*Work instructions*
Pull out every line in the data that has the string "click" in it.
Data for review START
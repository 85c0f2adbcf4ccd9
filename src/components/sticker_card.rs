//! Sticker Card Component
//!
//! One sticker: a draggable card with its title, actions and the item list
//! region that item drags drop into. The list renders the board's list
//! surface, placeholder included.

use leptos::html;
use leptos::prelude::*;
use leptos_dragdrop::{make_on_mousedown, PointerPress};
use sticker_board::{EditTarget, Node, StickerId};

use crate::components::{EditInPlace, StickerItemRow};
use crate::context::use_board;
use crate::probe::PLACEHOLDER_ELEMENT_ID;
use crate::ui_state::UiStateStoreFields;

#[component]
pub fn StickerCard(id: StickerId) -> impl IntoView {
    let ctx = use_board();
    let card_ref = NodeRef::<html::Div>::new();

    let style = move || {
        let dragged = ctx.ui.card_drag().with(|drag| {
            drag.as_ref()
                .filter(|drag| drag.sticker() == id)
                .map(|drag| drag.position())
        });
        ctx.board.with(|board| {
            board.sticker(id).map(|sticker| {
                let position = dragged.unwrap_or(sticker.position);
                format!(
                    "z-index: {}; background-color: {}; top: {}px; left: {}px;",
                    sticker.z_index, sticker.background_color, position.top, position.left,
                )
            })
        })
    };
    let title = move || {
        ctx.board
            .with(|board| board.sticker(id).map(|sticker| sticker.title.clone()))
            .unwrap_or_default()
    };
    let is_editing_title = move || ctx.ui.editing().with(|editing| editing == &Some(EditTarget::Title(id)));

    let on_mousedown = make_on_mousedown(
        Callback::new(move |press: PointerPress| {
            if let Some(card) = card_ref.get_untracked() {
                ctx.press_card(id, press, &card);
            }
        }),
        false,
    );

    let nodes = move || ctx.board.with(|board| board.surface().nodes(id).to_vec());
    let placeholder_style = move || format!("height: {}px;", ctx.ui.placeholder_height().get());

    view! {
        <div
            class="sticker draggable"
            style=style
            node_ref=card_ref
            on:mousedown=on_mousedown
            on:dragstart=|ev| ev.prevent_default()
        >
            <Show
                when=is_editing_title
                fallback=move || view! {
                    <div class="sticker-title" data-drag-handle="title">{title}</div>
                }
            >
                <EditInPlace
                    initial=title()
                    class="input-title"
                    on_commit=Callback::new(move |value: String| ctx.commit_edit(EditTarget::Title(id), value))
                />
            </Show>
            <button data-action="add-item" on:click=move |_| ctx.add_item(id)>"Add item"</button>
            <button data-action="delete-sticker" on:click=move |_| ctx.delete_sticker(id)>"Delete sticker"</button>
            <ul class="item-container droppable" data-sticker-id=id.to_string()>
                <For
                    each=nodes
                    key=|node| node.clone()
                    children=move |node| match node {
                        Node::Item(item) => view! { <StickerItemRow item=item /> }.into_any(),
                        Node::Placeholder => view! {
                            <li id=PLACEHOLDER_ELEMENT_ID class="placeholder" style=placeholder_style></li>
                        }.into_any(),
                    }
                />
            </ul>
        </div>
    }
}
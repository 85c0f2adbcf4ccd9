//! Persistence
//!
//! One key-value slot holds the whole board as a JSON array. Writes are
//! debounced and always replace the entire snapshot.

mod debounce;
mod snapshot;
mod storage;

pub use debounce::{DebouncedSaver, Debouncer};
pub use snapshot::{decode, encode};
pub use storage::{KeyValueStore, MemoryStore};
Data for review END
*Task result*
            <button data-action="add-item" on:click=move |_| ctx.add_item(id)>"Add item"</button>
            <button data-action="delete-sticker" on:click=move |_| ctx.delete_sticker(id)>"Delete sticker"</button>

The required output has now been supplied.